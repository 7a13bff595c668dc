//! # brook-wallet: HD discovery and transaction engine for Bitcoin testnet.
//!
//! Derives a BIP-44 key tree from a mnemonic, discovers used and unused
//! addresses on the receiving and change branches in gap-limit batches,
//! aggregates unspent outputs, selects coins, signs P2PKH transactions and
//! broadcasts them, advancing the change address afterwards.
//!
//! # Modules
//!
//! - [`error`]: `WalletError` and its `ErrorKind`
//! - [`config`]: `EngineConfig`, `NextAddressRule`
//! - [`mnemonic`]: BIP-39 phrase generation and validation
//! - [`keys`]: BIP-32 key tree and address derivation
//! - [`discovery`]: Gap-limit address discovery and next-address rules
//! - [`utxo`]: UTXO aggregation across known addresses
//! - [`coin_selection`]: Blackjack / accumulative coin selection
//! - [`builder`]: Transaction assembly and per-input signing
//! - [`broadcast`]: Broadcast and change-address advancement
//! - [`session`]: In-memory state of a logged-in wallet
//! - [`store`]: Typed access to the persistent key-value store
//! - [`wallet`]: High-level operations: login, restore, send

pub mod broadcast;
pub mod builder;
pub mod coin_selection;
pub mod config;
pub mod discovery;
pub mod error;
pub mod keys;
pub mod mnemonic;
pub mod session;
pub mod store;
pub mod utxo;
pub mod wallet;

#[cfg(test)]
pub(crate) mod testing;

// Re-exports for convenient access
pub use builder::{SignedTransaction, TransactionBuilder, UnsignedTransaction};
pub use coin_selection::select_coins;
pub use config::{EngineConfig, NextAddressRule};
pub use discovery::{Discovery, next_address};
pub use error::{ErrorKind, WalletError};
pub use keys::{KeyNode, KeyTree};
pub use mnemonic::MnemonicSeed;
pub use session::WalletSession;
pub use store::WalletStore;
pub use wallet::Wallet;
____________________
**TASK INSTRUCTIONS**
Quote the listing word for word from its first line through the line in which "and address derivation" appears.

**REPLY TO THE EXERCISE**
repository 7a13bff595c668dc
//! # brook-wallet: HD discovery and transaction engine for Bitcoin testnet.
//!
//! Derives a BIP-44 key tree from a mnemonic, discovers used and unused
//! addresses on the receiving and change branches in gap-limit batches,
//! aggregates unspent outputs, selects coins, signs P2PKH transactions and
//! broadcasts them, advancing the change address afterwards.
//!
//! # Modules
//!
//! - [`error`]: `WalletError` and its `ErrorKind`
//! - [`config`]: `EngineConfig`, `NextAddressRule`
//! - [`mnemonic`]: BIP-39 phrase generation and validation
//! - [`keys`]: BIP-32 key tree and address derivation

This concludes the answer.